The patient success rate was 75% (41/55) at 1 week, 71% (39/55) at 3 months, 60% (33/55) at 6 months, and 51% (28/55) at 12 months after treatment. Two cases had minor postoperative complications, which were localized burning pain lasting <1 week at the site of electrode insertion.

CONCLUSIONS

Our results suggest that percutaneous radiofrequency facet joint denervation with CMAPs monitoring is a safe, long-lasting, and effective treatment for chronic facet joint pain. CMAP monitoring may be useful as an objective index for facet denervation.

摘要

研究设计

回顾性研究。

目的

本研究旨在通过监测多裂肌群的复合肌肉动作电位(CMAPs)作为治疗效果的客观指标,研究经皮小关节射频神经切断术的有效性。

背景概述

腰神经后支内侧支的经皮射频神经切断术是治疗慢性腰椎椎间关节疼痛的一种广泛接受的方法。然而,由于缺乏评估小关节去神经支配的客观方法,其成功率在不同研究中有所不同。

方法

纳入55例(年龄范围19 - 76岁,平均年龄55岁)下腰痛持续≥3个月的患者,这些患者接受小关节阻滞和/或后支内侧支阻滞仅获得暂时缓解。
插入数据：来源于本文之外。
// Companion tests for the visibility classifier

use std::sync::Arc;

use super::VisibilityClassifier;
use crate::config::VisibilityConfig;
use crate::dom::{
    AnimationStyle, ComputedStyle, DisplayStyle, DocumentView, IterationCount, NodeId, Rect,
    VisibilityStyle,
};
use crate::feed::{ChangeNotification, WatchedAttribute};
use crate::testing::FixtureDocument;

fn harness() -> (Arc<FixtureDocument>, VisibilityClassifier) {
    let doc = Arc::new(FixtureDocument::new());
    let classifier = VisibilityClassifier::new(
        Arc::clone(&doc) as Arc<dyn crate::dom::DocumentView>,
        VisibilityConfig::default(),
    );
    (doc, classifier)
}

// ---------------------------------------------------------------------------
// is_visible
// ---------------------------------------------------------------------------

#[test]
fn test_plain_element_is_visible() {
    let (doc, classifier) = harness();
    let div = doc.add_element("div", None);
    assert!(classifier.is_visible(div));
}

#[test]
fn test_zero_size_element_is_not_visible() {
    let (doc, classifier) = harness();
    let div = doc.add_element("div", None);
    doc.set_rect(div, Rect::new(50.0, 50.0, 50.0, 50.0));
    assert!(!classifier.is_visible(div));
}

#[test]
fn test_display_none_is_not_visible() {
    let (doc, classifier) = harness();
    let div = doc.add_element("div", None);
    doc.set_style(
        div,
        ComputedStyle {
            display: DisplayStyle::None,
            ..ComputedStyle::default()
        },
    );
    assert!(!classifier.is_visible(div));
}

#[test]
fn test_hidden_visibility_and_zero_opacity_are_not_visible() {
    let (doc, classifier) = harness();
    let hidden = doc.add_element("div", None);
    doc.set_style(
        hidden,
        ComputedStyle {
            visibility: VisibilityStyle::Hidden,
            ..ComputedStyle::default()
        },
    );
    assert!(!classifier.is_visible(hidden));

    let transparent = doc.add_element("div", None);
    doc.set_style(
        transparent,
        ComputedStyle {
            opacity: 0.0,
            ..ComputedStyle::default()
        },
    );
    assert!(!classifier.is_visible(transparent));
}

#[test]
fn test_element_outside_viewport_is_not_visible() {
    let (doc, classifier) = harness();
    let div = doc.add_element("div", None);
    doc.set_rect(div, Rect::new(2000.0, 2000.0, 2100.0, 2050.0));
    assert!(!classifier.is_visible(div));
}

#[test]
fn test_element_partially_in_viewport_is_visible() {
    let (doc, classifier) = harness();
    let div = doc.add_element("div", None);
    doc.set_rect(div, Rect::new(-50.0, -50.0, 20.0, 20.0));
    assert!(classifier.is_visible(div));
}

#[test]
fn test_overlay_members_are_not_visible() {
    let (doc, classifier) = harness();

    let by_id = doc.add_element("div", None);
    doc.set_element_id(by_id, "paint-tracker-overlay");
    assert!(!classifier.is_visible(by_id));

    let inside = doc.add_element("span", Some(by_id));
    assert!(!classifier.is_visible(inside));

    let by_class = doc.add_element("div", None);
    doc.set_class(by_class, "pt-overlay-header compact");
    assert!(!classifier.is_visible(by_class));
}

#[test]
fn test_non_rendering_tags_are_not_visible() {
    let (doc, classifier) = harness();
    for tag in ["script", "style", "meta", "link", "noscript", "template", "head"] {
        let node = doc.add_element(tag, None);
        assert!(!classifier.is_visible(node), "{} should not be visible", tag);
    }
}

#[test]
fn test_clipped_by_overflow_hidden_ancestor() {
    let (doc, classifier) = harness();
    let clip = doc.add_element("div", None);
    doc.set_rect(clip, Rect::new(0.0, 0.0, 100.0, 100.0));
    doc.set_style(
        clip,
        ComputedStyle {
            overflow: crate::dom::OverflowStyle::Hidden,
            ..ComputedStyle::default()
        },
    );

    let child = doc.add_element("div", Some(clip));
    doc.set_rect(child, Rect::new(200.0, 200.0, 300.0, 250.0));
    assert!(!classifier.is_visible(child));

    // Overlapping the clip box keeps the child visible.
    doc.set_rect(child, Rect::new(80.0, 80.0, 300.0, 250.0));
    assert!(classifier.is_visible(child));
}

#[test]
fn test_text_node_is_not_visible_as_element() {
    let (doc, classifier) = harness();
    let div = doc.add_element("div", None);
    let text = doc.add_text("hello", div);
    assert!(!classifier.is_visible(text));
}

#[test]
fn test_inspection_failure_collapses_to_not_visible() {
    let (doc, classifier) = harness();
    let div = doc.add_element("div", None);
    doc.poison(div);
    assert!(!classifier.is_visible(div));

    let detached = doc.add_element("div", None);
    doc.detach(detached);
    assert!(!classifier.is_visible(detached));
}

// ---------------------------------------------------------------------------
// is_ignored_subtree
// ---------------------------------------------------------------------------

#[test]
fn test_video_is_ignored() {
    let (doc, classifier) = harness();
    let video = doc.add_element("video", None);
    assert!(classifier.is_ignored_subtree(video));
}

#[test]
fn test_canvas_and_iframe_are_ignored() {
    let (doc, classifier) = harness();
    assert!(classifier.is_ignored_subtree(doc.add_element("canvas", None)));
    assert!(classifier.is_ignored_subtree(doc.add_element("iframe", None)));
}

#[test]
fn test_gif_image_is_ignored_but_static_image_is_not() {
    let (doc, classifier) = harness();

    let gif = doc.add_element("img", None);
    doc.set_attribute(gif, "src", "/media/loader.gif");
    assert!(classifier.is_ignored_subtree(gif));

    let gif_query = doc.add_element("img", None);
    doc.set_attribute(gif_query, "src", "/media/loader.gif?cache=1");
    assert!(classifier.is_ignored_subtree(gif_query));

    let png = doc.add_element("img", None);
    doc.set_attribute(png, "src", "/media/photo.png");
    assert!(!classifier.is_ignored_subtree(png));
}

#[test]
fn test_plain_div_is_not_ignored() {
    let (doc, classifier) = harness();
    let div = doc.add_element("div", None);
    assert!(!classifier.is_ignored_subtree(div));
}

#[test]
fn test_descendant_of_video_is_ignored() {
    let (doc, classifier) = harness();
    let video = doc.add_element("video", None);
    let track = doc.add_element("div", Some(video));
    assert!(classifier.is_ignored_subtree(track));
}

#[test]
fn test_animated_svg_is_ignored() {
    let (doc, classifier) = harness();
    let svg = doc.add_element("svg", None);
    doc.set_svg_animated(svg, true);
    assert!(classifier.is_ignored_subtree(svg));

    let still = doc.add_element("svg", None);
    assert!(!classifier.is_ignored_subtree(still));
}

#[test]
fn test_infinite_css_animation_is_ignored() {
    let (doc, classifier) = harness();
    let spinner = doc.add_element("div", None);
    doc.set_style(
        spinner,
        ComputedStyle {
            animation: Some(AnimationStyle {
                name: "spin".to_string(),
                iteration_count: IterationCount::Infinite,
            }),
            ..ComputedStyle::default()
        },
    );
    assert!(classifier.is_ignored_subtree(spinner));

    let bounded = doc.add_element("div", None);
    doc.set_style(
        bounded,
        ComputedStyle {
            animation: Some(AnimationStyle {
                name: "fade-in".to_string(),
                iteration_count: IterationCount::Finite(1.0),
            }),
            ..ComputedStyle::default()
        },
    );
    assert!(!classifier.is_ignored_subtree(bounded));
}

#[test]
fn test_carousel_container_does_not_hide_children() {
    let (doc, classifier) = harness();
    let carousel = doc.add_element("div", None);
    doc.set_class(carousel, "product-carousel");

    // The container itself is not ignorable by class alone...
    assert!(!classifier.is_ignored_subtree(carousel));

    // ...and neither are its plain children.
    let slide = doc.add_element("div", Some(carousel));
    assert!(!classifier.is_ignored_subtree(slide));

    // A media tag carrying the token is ignored outright.
    let img = doc.add_element("img", None);
    doc.set_class(img, "player-poster");
    doc.set_attribute(img, "src", "/media/poster.png");
    assert!(classifier.is_ignored_subtree(img));
}

#[test]
fn test_overlay_subtree_is_ignored() {
    let (doc, classifier) = harness();
    let overlay = doc.add_element("div", None);
    doc.set_element_id(overlay, "paint-tracker-overlay");
    let label = doc.add_element("span", Some(overlay));
    assert!(classifier.is_ignored_subtree(overlay));
    assert!(classifier.is_ignored_subtree(label));
}

#[test]
fn test_inspection_failure_collapses_to_ignored() {
    let (doc, classifier) = harness();
    let div = doc.add_element("div", None);
    doc.poison(div);
    assert!(classifier.is_ignored_subtree(div));
}

// ---------------------------------------------------------------------------
// is_visible_mutation
// ---------------------------------------------------------------------------

#[test]
fn test_added_visible_element_qualifies() {
    let (doc, classifier) = harness();
    let root = doc.root();
    let div = doc.add_element("div", None);

    let change = ChangeNotification::NodesAdded {
        target: root,
        added: vec![div],
    };
    assert!(classifier.is_visible_mutation(&change));
}

#[test]
fn test_added_hidden_element_does_not_qualify() {
    let (doc, classifier) = harness();
    let root = doc.root();
    let div = doc.add_element("div", None);
    doc.set_style(
        div,
        ComputedStyle {
            display: DisplayStyle::None,
            ..ComputedStyle::default()
        },
    );

    let change = ChangeNotification::NodesAdded {
        target: root,
        added: vec![div],
    };
    assert!(!classifier.is_visible_mutation(&change));
}

#[test]
fn test_added_text_qualifies_only_when_nonempty() {
    let (doc, classifier) = harness();
    let div = doc.add_element("div", None);

    let text = doc.add_text("fresh content", div);
    let change = ChangeNotification::NodesAdded {
        target: div,
        added: vec![text],
    };
    assert!(classifier.is_visible_mutation(&change));

    let blank = doc.add_text("   \n  ", div);
    let change = ChangeNotification::NodesAdded {
        target: div,
        added: vec![blank],
    };
    assert!(!classifier.is_visible_mutation(&change));
}

#[test]
fn test_removal_from_visible_target_qualifies() {
    let (doc, classifier) = harness();
    let div = doc.add_element("div", None);

    let change = ChangeNotification::NodesRemoved {
        target: div,
        removed: vec![NodeId(999)],
    };
    assert!(classifier.is_visible_mutation(&change));

    doc.set_style(
        div,
        ComputedStyle {
            display: DisplayStyle::None,
            ..ComputedStyle::default()
        },
    );
    let change = ChangeNotification::NodesRemoved {
        target: div,
        removed: vec![NodeId(999)],
    };
    assert!(!classifier.is_visible_mutation(&change));
}

#[test]
fn test_src_attribute_change_always_qualifies() {
    let (doc, classifier) = harness();
    let img = doc.add_element("img", None);
    // Even with the element currently hidden, geometry-affecting attributes
    // count unconditionally.
    doc.set_style(
        img,
        ComputedStyle {
            display: DisplayStyle::None,
            ..ComputedStyle::default()
        },
    );

    for attribute in [
        WatchedAttribute::Src,
        WatchedAttribute::Width,
        WatchedAttribute::Height,
    ] {
        let change = ChangeNotification::AttributeChanged {
            target: img,
            attribute,
        };
        assert!(classifier.is_visible_mutation(&change));
    }
}

#[test]
fn test_style_change_qualifies_only_while_visible() {
    let (doc, classifier) = harness();
    let div = doc.add_element("div", None);

    let change = ChangeNotification::AttributeChanged {
        target: div,
        attribute: WatchedAttribute::Style,
    };
    assert!(classifier.is_visible_mutation(&change));

    doc.set_style(
        div,
        ComputedStyle {
            display: DisplayStyle::None,
            ..ComputedStyle::default()
        },
    );
    assert!(!classifier.is_visible_mutation(&change));
}

#[test]
fn test_text_change_requires_visible_parent_and_content() {
    let (doc, classifier) = harness();
    let div = doc.add_element("div", None);
    let text = doc.add_text("updated", div);

    let change = ChangeNotification::TextChanged { target: text };
    assert!(classifier.is_visible_mutation(&change));

    doc.set_text(text, "   ");
    assert!(!classifier.is_visible_mutation(&change));

    doc.set_text(text, "back again");
    doc.set_style(
        div,
        ComputedStyle {
            display: DisplayStyle::None,
            ..ComputedStyle::default()
        },
    );
    assert!(!classifier.is_visible_mutation(&change));
}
采用日本骨科学会(JOA)腰痛评分系统进行临床评估。在治疗前以及治疗后1周、3个月、6个月和12个月测量JOA评分。计算改善率,将改善率≥40%定义为成功,随后评估成功率。

结果

治疗后1周患者成功率为75%(41/55),3个月时为71%(39/55),6个月时为60%(33/55),12个月时为51%(28/55)。2例出现轻微术后并发症,为电极插入部位持续<1周的局部灼痛。

结论

我们的结果表明,通过CMAP监测进行经皮射频小关节去神经支配术是治疗慢性小关节疼痛的一种安全、持久且有效的方法。CMAP监测可作为小关节去神经支配的客观指标。